Total time 50 mins | Serves 4 | Mild
Vegetable Korma
Equipment
Measuring spoons, jug and scales
Vegetable dicer (preferable)
Knives, Small receptacles for prep
Cutting board
Medium/large pan
Ingredients
2 tbsp canola oil
½ medium onion diced
2 tsp garlic minced
2 tsp ginger minced
180ml warm stock (or water)
1 tbsp tomato paste
180ml coconut milk
1 medium potato (1.5cm cubes)
1 carrot thinly sliced
1 cup cauliflower broken florets
12 green beans halved
1 small red capsicum sliced. OR use vegetables and plant-based substitutes as you choose
Instructions
SEAR: Heat 2 tbsp oil in a med/large pan set to a medium heat. Add the onions and fry for 3-4mins until the first signs of the onion browning. Add the ginger & garlic, stirring for 30secs.

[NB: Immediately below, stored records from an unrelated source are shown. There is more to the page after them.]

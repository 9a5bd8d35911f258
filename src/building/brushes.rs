use crate::block_position::BlockPosition;
use crate::block_state::BlockState;
use rand::Rng;

pub trait Brush {
    /// Get the block to place at `pos` for a fill whose selection starts at `origin`.
    fn get_block<R: Rng + ?Sized>(
        &self,
        pos: BlockPosition,
        origin: BlockPosition,
        rng: &mut R,
    ) -> BlockState;
}

/// A brush that places a single specific block
#[derive(Debug, Clone)]
pub struct SolidBrush {
    block: BlockState,
}

impl SolidBrush {
    pub fn new(block: BlockState) -> Self {
        Self { block }
    }
}

impl Brush for SolidBrush {
    fn get_block<R: Rng + ?Sized>(
        &self,
        _pos: BlockPosition,
        _origin: BlockPosition,
        _rng: &mut R,
    ) -> BlockState {
        self.block.clone()
    }
}

/// A brush that picks among several blocks with relative weights
#[derive(Debug, Clone)]
pub struct WeightedBrush {
    entries: Vec<(BlockState, u32)>,
    total_weight: u64,
}

impl WeightedBrush {
    /// Returns `None` when no entry carries a positive weight.
    pub fn new(entries: Vec<(BlockState, u32)>) -> Option<Self> {
        let entries: Vec<_> = entries.into_iter().filter(|(_, w)| *w > 0).collect();
        let total_weight = entries.iter().map(|(_, w)| *w as u64).sum();
        if total_weight == 0 {
            return None;
        }
        Some(Self {
            entries,
            total_weight,
        })
    }

    pub fn len(&self) -> usize {
        self.entries.len()
    }

    pub fn is_empty(&self) -> bool {
        self.entries.is_empty()
    }
}

impl Brush for WeightedBrush {
    fn get_block<R: Rng + ?Sized>(
        &self,
        _pos: BlockPosition,
        _origin: BlockPosition,
        rng: &mut R,
    ) -> BlockState {
        let mut roll = rng.gen_range(0..self.total_weight);
        for (block, weight) in &self.entries {
            let weight = *weight as u64;
            if roll < weight {
                return block.clone();
            }
            roll -= weight;
        }
        // Unreachable while total_weight is the sum of entry weights.
        self.entries[self.entries.len() - 1].0.clone()
    }
}

#[cfg(test)]
mod tests {
    use super::*;
    use rand::rngs::StdRng;
    use rand::SeedableRng;

    #[test]
    fn test_solid_brush_ignores_position() {
        let brush = SolidBrush::new(BlockState::new("minecraft:stone"));
        let mut rng = StdRng::seed_from_u64(1);
        let origin = BlockPosition::new(0, 0, 0);
        for pos in [BlockPosition::new(0, 0, 0), BlockPosition::new(-5, 80, 12)] {
            assert_eq!(brush.get_block(pos, origin, &mut rng).get_name(), "minecraft:stone");
        }
    }

    #[test]
    fn test_weighted_brush_rejects_zero_weights() {
        assert!(WeightedBrush::new(vec![]).is_none());
        assert!(WeightedBrush::new(vec![(BlockState::new("minecraft:dirt"), 0)]).is_none());
    }

    #[test]
    fn test_weighted_brush_only_yields_entries() {
        let brush = WeightedBrush::new(vec![
            (BlockState::new("minecraft:stone"), 3),
            (BlockState::new("minecraft:andesite"), 1),
            (BlockState::new("minecraft:granite"), 0),
        ])
        .unwrap();
        assert_eq!(brush.len(), 2);

        let mut rng = StdRng::seed_from_u64(42);
        let origin = BlockPosition::new(0, 0, 0);
        let mut stone = 0;
        for i in 0..1000 {
            let block = brush.get_block(BlockPosition::new(i, 0, 0), origin, &mut rng);
            assert_ne!(block.get_name(), "minecraft:granite");
            if block.get_name() == "minecraft:stone" {
                stone += 1;
            }
        }
        // 3:1 weighting, generous margin for a seeded rng.
        assert!(stone > 600 && stone < 900, "stone picked {} times", stone);
    }
}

SPICE & NUTS: Empty in spice Pack 1, again stirring for 30secs. Then splash in a little water and empty in Pack 2, stirring for another 30secs.

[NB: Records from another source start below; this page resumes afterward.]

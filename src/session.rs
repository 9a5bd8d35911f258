use crate::block_position::BlockPosition;
use crate::block_state::BlockState;
use crate::building::Brush;
use crate::config::EditConfig;
use crate::history::HistoryManager;
use crate::queue::{DrainReport, MutationQueue};
use crate::region::Region;
use crate::world::{PerformanceSignal, WorldAccess};
use rand::Rng;
use std::sync::Arc;

/// One user's editing state: a selection, its history, and a handle to the
/// mutation queue.
///
/// The session lives on the tick thread. Clone [`EditSession::queue`] to
/// enqueue from elsewhere.
pub struct EditSession {
    region: Region,
    history: HistoryManager,
    queue: Arc<MutationQueue>,
}

impl Default for EditSession {
    fn default() -> Self {
        Self::new()
    }
}

impl EditSession {
    pub fn new() -> Self {
        Self::with_config(&EditConfig::default())
    }

    pub fn with_config(config: &EditConfig) -> Self {
        Self::with_queue(config, Arc::new(MutationQueue::with_config(config)))
    }

    /// Builds a session that shares an existing queue.
    pub fn with_queue(config: &EditConfig, queue: Arc<MutationQueue>) -> Self {
        Self {
            region: Region::new(),
            history: HistoryManager::with_config(config),
            queue,
        }
    }

    // -- Selection --

    pub fn region(&self) -> &Region {
        &self.region
    }

    pub fn set_corner_a(&mut self, pos: impl Into<BlockPosition>) {
        self.region.set_corner_a(pos);
    }

    pub fn set_corner_b(&mut self, pos: impl Into<BlockPosition>) {
        self.region.set_corner_b(pos);
    }

    pub fn clear_selection(&mut self) {
        self.region.clear();
    }

    // -- Edits --

    /// Snapshots the selection and queues a write for every cell. Returns
    /// the number of writes queued.
    pub fn fill<W, B, R>(&mut self, world: &W, brush: &B, rng: &mut R) -> usize
    where
        W: WorldAccess + ?Sized,
        B: Brush,
        R: Rng + ?Sized,
    {
        if !self.region.has_valid_selection() {
            return 0;
        }
        self.history.save_state(&self.region, world);
        self.queue.enqueue_fill(
            &self.region,
            |pos, origin, rng| brush.get_block(pos, origin, rng),
            rng,
        )
    }

    /// Snapshots the selection and queues `to` for every cell currently
    /// holding `from`. Matching happens now, not when the writes drain.
    pub fn replace<W>(&mut self, world: &W, from: &BlockState, to: &BlockState) -> usize
    where
        W: WorldAccess + ?Sized,
    {
        if !self.region.has_valid_selection() {
            return 0;
        }
        self.history.save_state(&self.region, world);
        let mut count = 0;
        for &pos in self.region.iter() {
            if world.get_block(pos) == *from {
                self.queue.enqueue_write(pos, to.clone());
                count += 1;
            }
        }
        count
    }

    pub fn undo<W>(&mut self, world: &W) -> bool
    where
        W: WorldAccess + ?Sized,
    {
        self.history.undo(world, &self.queue)
    }

    pub fn redo<W>(&mut self, world: &W) -> bool
    where
        W: WorldAccess + ?Sized,
    {
        self.history.redo(world, &self.queue)
    }

    /// Drops every pending write and notification.
    pub fn cancel(&self) {
        self.queue.clear_queues();
    }

    /// Runs one drain. Call exactly once per simulation tick.
    pub fn tick<W, P>(&self, world: &mut W, perf: &P) -> DrainReport
    where
        W: WorldAccess + ?Sized,
        P: PerformanceSignal + ?Sized,
    {
        self.queue.drain(world, perf)
    }

    // -- Accessors --

    pub fn queue(&self) -> &Arc<MutationQueue> {
        &self.queue
    }

    pub fn history(&self) -> &HistoryManager {
        &self.history
    }

    pub fn history_mut(&mut self) -> &mut HistoryManager {
        &mut self.history
    }
}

SAUCE: Stir in the stock (or water), tomato paste and coconut milk. Add the potatoes and carrots.
SAUCE: Stir in the stock (or water), tomato paste and coconut milk. Add the potatoes and carrots.
SIMMER: Now with the lid on throughout, first bring to a gentle boil. Then set to a medium/low heat and simmer for 30mins with it clearly bubbling. After 10mins, add the cauliflower. Then, when there’s only
8-10mins cooking time remaining, add the green beans and the capsicum.SERVE: Add salt to taste and serve with rice.
Notes
Do not heat oil for too long before you add any ingredients (eg spices). Oil needs to be hot but not too hot or even burnt.
If you are using chicken thighs then you are to cook for longer if you wish to thicken the sauce further. Chicken breast will toughen somewhat if you’re now simmering it for 25 minutes or more.